Video: Understanding Antiparticles

The antiparticle of a particle has the same _ as that particle but has an opposite _.

01:25

Video Transcript

The antiparticle of a particle has the same blank as that particle but has an opposite blank.

Okay, so, this question is testing our understanding of what an antiparticle is. So, to answer it, let’s look at an example of an antiparticle. Let’s recall that the antiparticle of an electron is known as a positron. And let’s also recall that the mass of an electron, which is 9.1 times 10 to the power of negative 31 kilograms, is the same as the mass of a positron. And so, if the electron is our particle and the positron is our antiparticle, we see that they have the same mass. Hence, mass can be filled in into our first blank.

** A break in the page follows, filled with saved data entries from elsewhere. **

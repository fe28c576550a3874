/*!
 * Tests for proportional splitting and word-break search
 */

use realign::DistributionError;
use realign::distribution::{
    find_closest_word_break, normalize, split_by_sentence_breaks, split_proportional,
    DEFAULT_SENTENCE_TOLERANCE,
};

const TEXTS: &[&str] = &[
    "",
    "a",
    "ab",
    "Hola mundo adios ahora",
    "Ein Satz ohne Ende aber mit vielen Wörtern darin",
    "短い文です。もう一つの文です。",
    "Wait—what? No, no, no… that's not right!",
    "nospacesatallinthisverylongtokenwithoutanybreaks",
];

const PORTIONS: &[&[f64]] = &[
    &[1.0, 1.0],
    &[0.7, 0.3],
    &[0.05, 0.05, 0.9],
    &[3.0, 0.0, 2.0, 5.0],
    &[0.2, 0.2, 0.2, 0.2, 0.2],
    &[1.0, 0.0, 0.0],
];

/// Splitting is a lossless partition with one piece per portion
#[test]
fn test_split_proportional_withManyInputs_shouldPartitionLosslessly() {
    for text in TEXTS {
        for portions in PORTIONS {
            let pieces = split_proportional(text, portions).unwrap();
            assert_eq!(pieces.len(), portions.len(), "text {:?} portions {:?}", text, portions);
            assert_eq!(pieces.concat(), *text);
        }
    }
}

/// The sentence-aware splitter is lossless as well
#[test]
fn test_split_by_sentence_breaks_withManyInputs_shouldPartitionLosslessly() {
    for text in TEXTS {
        let length = text.chars().count();
        let breaks = [length / 3, length / 2, length];
        for portions in PORTIONS {
            let pieces = split_by_sentence_breaks(text, &breaks, portions, DEFAULT_SENTENCE_TOLERANCE).unwrap();
            assert_eq!(pieces.len(), portions.len());
            assert_eq!(pieces.concat(), *text);
        }
    }
}

/// A single portion returns the text unchanged
#[test]
fn test_split_proportional_withSinglePortion_shouldReturnText() {
    for text in TEXTS {
        assert_eq!(split_proportional(text, &[0.42]).unwrap(), vec![text.to_string()]);
    }
}

/// Scenario: two cues of 11 and 7 characters
#[test]
fn test_split_proportional_withElevenAndSeven_shouldCutAtSpace() {
    let text = "Hola mundo adios ahora";
    let pieces = split_proportional(text, &[11.0, 7.0]).unwrap();

    assert_eq!(pieces.len(), 2);
    assert!(!pieces[0].is_empty() && !pieces[1].is_empty());
    assert_eq!(pieces.concat(), text);
    assert!(pieces[1].starts_with(' '));
    assert_eq!(pieces[0], "Hola mundo adios");
}

/// An all-zero distribution is a contract violation
#[test]
fn test_normalize_withAllZeros_shouldFail() {
    assert!(matches!(normalize(&[0.0, 0.0, 0.0]), Err(DistributionError::ZeroDistribution(_))));
    assert!(matches!(split_proportional("text", &[0.0, 0.0]), Err(DistributionError::ZeroDistribution(_))));
}

/// The word-break search never runs past the end of the text
#[test]
fn test_find_closest_word_break_withAnyTarget_shouldStayInBounds() {
    for text in TEXTS {
        let length = text.chars().count();
        for target in 0..length + 4 {
            let offset = find_closest_word_break(text, target);
            assert!(offset <= length);
            if length <= target + 2 {
                assert_eq!(offset, length);
            }
        }
    }
}

/// Full-width punctuation counts as a break
#[test]
fn test_find_closest_word_break_withCjkText_shouldCutAfterFullStop() {
    // "短い文です。" ends at char 5 with the full stop.
    assert_eq!(find_closest_word_break("短い文です。もう一つの文です。", 4), 5);
}
/*!
 * Error types for the realign library.
 *
 * This module contains custom error types for the different parts of the crate,
 * using the thiserror crate for ergonomic error definitions.
 */

use thiserror::Error;

/// Errors that can occur when talking to a sentence-boundary service
#[derive(Error, Debug)]
pub enum ProviderError {
    /// Error when making an API request fails
    #[error("API request failed: {0}")]
    RequestFailed(String),

    /// Error when parsing an API response fails
    #[error("Failed to parse API response: {0}")]
    ParseError(String),

    /// Error returned by the API itself
    #[error("API responded with error: {status_code} - {message}")]
    ApiError {
        /// HTTP status code
        status_code: u16,
        /// Error message from the API
        message: String
    },

    /// Error establishing or maintaining a connection
    #[error("Connection error: {0}")]
    ConnectionError(String),

    /// Error related to rate limiting
    #[error("Rate limit exceeded: {0}")]
    RateLimitExceeded(String),

    /// Error with authentication
    #[error("Authentication error: {0}")]
    AuthenticationError(String),
}

/// Errors raised while redistributing text across utterances
#[derive(Error, Debug)]
pub enum DistributionError {
    /// The caller supplied a different number of text blocks than there are groups
    #[error("Group count mismatch: {groups} group(s) but {blocks} text block(s)")]
    GroupCountMismatch {
        /// Number of groups derived from the utterances
        groups: usize,
        /// Number of text blocks supplied
        blocks: usize,
    },

    /// The splitter produced a different number of pieces than the group has members
    #[error("Group {group}: expected {expected} piece(s), got {actual}")]
    PieceCountMismatch {
        /// Group index
        group: usize,
        /// Number of utterances in the group
        expected: usize,
        /// Number of pieces produced
        actual: usize,
    },

    /// A distribution with no strictly positive weight was normalized
    #[error("Cannot normalize a distribution whose sum is {0}")]
    ZeroDistribution(f64),

    /// Sentence-boundary request failed
    #[error("Sentence break request failed: {0}")]
    Provider(#[from] ProviderError),
}

/// Main application error type that wraps all other errors
#[derive(Error, Debug)]
pub enum AppError {
    /// Error from a file operation
    #[error("File error: {0}")]
    File(String),

    /// Invalid or unreadable configuration
    #[error("Configuration error: {0}")]
    Config(String),

    /// Error from a provider
    #[error("Provider error: {0}")]
    Provider(#[from] ProviderError),

    /// Error from the distribution step
    #[error("Distribution error: {0}")]
    Distribution(#[from] DistributionError),

    /// Any other error
    #[error("Unknown error: {0}")]
    Unknown(String),
}

// Utility functions for error conversion
impl From<anyhow::Error> for AppError {
    fn from(error: anyhow::Error) -> Self {
        Self::Unknown(error.to_string())
    }
}

impl From<std::io::Error> for AppError {
    fn from(error: std::io::Error) -> Self {
        Self::File(error.to_string())
    }
}

impl From<serde_json::Error> for AppError {
    fn from(error: serde_json::Error) -> Self {
        Self::Config(error.to_string())
    }
}
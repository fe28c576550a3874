use anyhow::{Result, Context};
use std::fs;
use std::path::Path;

use crate::utterance::Utterance;

// @module: File utilities for the realign command line

// @struct: File operations utility
pub struct FileManager;

impl FileManager {
    // @checks: File existence
    pub fn file_exists<P: AsRef<Path>>(path: P) -> bool {
        path.as_ref().exists() && path.as_ref().is_file()
    }

    // @creates: Directory and parents if needed
    pub fn ensure_dir<P: AsRef<Path>>(path: P) -> Result<()> {
        let path = path.as_ref();
        if !path.as_os_str().is_empty() && !path.exists() {
            fs::create_dir_all(path)?;
        }
        Ok(())
    }

    /// Read a file to a string
    pub fn read_to_string<P: AsRef<Path>>(path: P) -> Result<String> {
        fs::read_to_string(&path)
            .with_context(|| format!("Failed to read file: {:?}", path.as_ref()))
    }

    /// Write a string to a file
    pub fn write_to_file<P: AsRef<Path>>(path: P, content: &str) -> Result<()> {
        // Ensure the parent directory exists
        if let Some(parent) = path.as_ref().parent() {
            Self::ensure_dir(parent)?;
        }

        fs::write(&path, content)
            .with_context(|| format!("Failed to write to file: {:?}", path.as_ref()))
    }

    /// Read a JSON array of utterances
    pub fn read_utterances<P: AsRef<Path>>(path: P) -> Result<Vec<Utterance>> {
        let content = Self::read_to_string(&path)?;
        serde_json::from_str(&content)
            .with_context(|| format!("Failed to parse utterances: {:?}", path.as_ref()))
    }

    /// Write utterances as a pretty JSON array
    pub fn write_utterances<P: AsRef<Path>>(path: P, utterances: &[Utterance]) -> Result<()> {
        let json = serde_json::to_string_pretty(utterances)
            .context("Failed to serialize utterances to JSON")?;
        Self::write_to_file(path, &json)
    }

    /// Read translated text blocks, one per group, separated by blank lines
    pub fn read_translation_blocks<P: AsRef<Path>>(path: P) -> Result<Vec<String>> {
        let content = Self::read_to_string(path)?;
        Ok(parse_translation_blocks(&content))
    }
}

/// Split text into blocks at blank lines; lines inside a block are joined with a space
pub fn parse_translation_blocks(content: &str) -> Vec<String> {
    let mut blocks = Vec::new();
    let mut current: Vec<&str> = Vec::new();

    for line in content.lines() {
        if line.trim().is_empty() {
            if !current.is_empty() {
                blocks.push(current.join(" "));
                current.clear();
            }
        } else {
            current.push(line.trim_end());
        }
    }
    if !current.is_empty() {
        blocks.push(current.join(" "));
    }

    blocks
}
/*!
 * Mock sentence breaker for testing.
 *
 * This module provides a breaker that simulates different behaviors:
 * - `MockBreaker::working()` - Always succeeds using the offline rules
 * - `MockBreaker::fixed(..)` - Always returns the same offsets
 * - `MockBreaker::failing()` - Always fails with an error
 * - `MockBreaker::slow(..)` - Succeeds after a delay, for concurrency tests
 */

use async_trait::async_trait;
use std::sync::atomic::{AtomicUsize, Ordering};
use std::sync::Arc;

use crate::errors::ProviderError;
use crate::providers::SentenceBreaker;
use crate::providers::rule_based::RuleBasedBreaker;

/// Behavior mode for the mock breaker
#[derive(Debug, Clone, PartialEq)]
pub enum MockBehavior {
    /// Detects sentences with the offline rules
    Working,
    /// Returns the given offsets for every text
    Fixed(Vec<usize>),
    /// Fails on the Nth request (1-based), succeeds otherwise
    FailOn { request: usize },
    /// Always fails with an error
    Failing,
    /// Simulates slow responses
    Slow { delay_ms: u64 },
}

/// Mock breaker that records how it was called
#[derive(Debug)]
pub struct MockBreaker {
    /// Behavior mode
    behavior: MockBehavior,
    /// Number of requests received
    request_count: Arc<AtomicUsize>,
    /// Requests currently being served
    in_flight: Arc<AtomicUsize>,
    /// Highest number of simultaneous requests seen
    peak_in_flight: Arc<AtomicUsize>,
}

impl MockBreaker {
    /// Create a new mock breaker with the specified behavior
    pub fn new(behavior: MockBehavior) -> Self {
        Self {
            behavior,
            request_count: Arc::new(AtomicUsize::new(0)),
            in_flight: Arc::new(AtomicUsize::new(0)),
            peak_in_flight: Arc::new(AtomicUsize::new(0)),
        }
    }

    /// Create a working mock breaker that always succeeds
    pub fn working() -> Self {
        Self::new(MockBehavior::Working)
    }

    /// Create a mock breaker returning fixed offsets
    pub fn fixed(offsets: Vec<usize>) -> Self {
        Self::new(MockBehavior::Fixed(offsets))
    }

    /// Create a mock breaker that fails only on the given request
    pub fn fail_on(request: usize) -> Self {
        Self::new(MockBehavior::FailOn { request })
    }

    /// Create a failing mock breaker that always errors
    pub fn failing() -> Self {
        Self::new(MockBehavior::Failing)
    }

    /// Create a mock breaker that answers after a delay
    pub fn slow(delay_ms: u64) -> Self {
        Self::new(MockBehavior::Slow { delay_ms })
    }

    /// Total number of requests received so far
    pub fn request_count(&self) -> usize {
        self.request_count.load(Ordering::SeqCst)
    }

    /// Highest number of requests that were served at the same time
    pub fn peak_in_flight(&self) -> usize {
        self.peak_in_flight.load(Ordering::SeqCst)
    }

    async fn respond(&self, text: &str, count: usize) -> Result<Vec<usize>, ProviderError> {
        match &self.behavior {
            MockBehavior::Working => Ok(RuleBasedBreaker::offsets(text)),

            MockBehavior::Fixed(offsets) => Ok(offsets.clone()),

            MockBehavior::FailOn { request } => {
                if count == *request {
                    Err(ProviderError::ApiError {
                        message: format!("Simulated failure (request #{})", count),
                        status_code: 503,
                    })
                } else {
                    Ok(RuleBasedBreaker::offsets(text))
                }
            }

            MockBehavior::Failing => Err(ProviderError::ApiError {
                message: "Simulated sentence service failure".to_string(),
                status_code: 500,
            }),

            MockBehavior::Slow { delay_ms } => {
                tokio::time::sleep(tokio::time::Duration::from_millis(*delay_ms)).await;
                Ok(RuleBasedBreaker::offsets(text))
            }
        }
    }
}

impl Clone for MockBreaker {
    fn clone(&self) -> Self {
        Self {
            behavior: self.behavior.clone(),
            request_count: Arc::clone(&self.request_count),
            in_flight: Arc::clone(&self.in_flight),
            peak_in_flight: Arc::clone(&self.peak_in_flight),
        }
    }
}

#[async_trait]
impl SentenceBreaker for MockBreaker {
    async fn break_sentences(&self, text: &str, _language: &str) -> Result<Vec<usize>, ProviderError> {
        let count = self.request_count.fetch_add(1, Ordering::SeqCst) + 1;
        let current = self.in_flight.fetch_add(1, Ordering::SeqCst) + 1;
        self.peak_in_flight.fetch_max(current, Ordering::SeqCst);

        let result = self.respond(text, count).await;

        self.in_flight.fetch_sub(1, Ordering::SeqCst);
        result
    }

    fn name(&self) -> &str {
        "mock"
    }
}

Now let’s recall a second property of electrons and positrons. Let’s recall that the charge on an electron, which we’ll call 𝑞 subscript e⁻, is negative 1.6 times 10 to the power of negative 19 coulombs because, remember, the electron is a negatively charged particle. However, the charge on a positron, 𝑞 subscript e⁺, is positive 1.6 times 10 to the power of negative 19 coulombs.

Therefore, both the electron and the positron have the same magnitude of charge. But the positron is positively charged, whereas the electron is negative. And hence, we can say that these two particles, the electron and the positron, have opposite electric charges. And we can fill electric charge into our second blank.

And now we’ve used this specific case of electrons and positrons to fill in the blanks in the statement. But actually, this applies to all particles and antiparticles. We can say that the antiparticle of a particle has the same mass as that particle but has an opposite electric charge.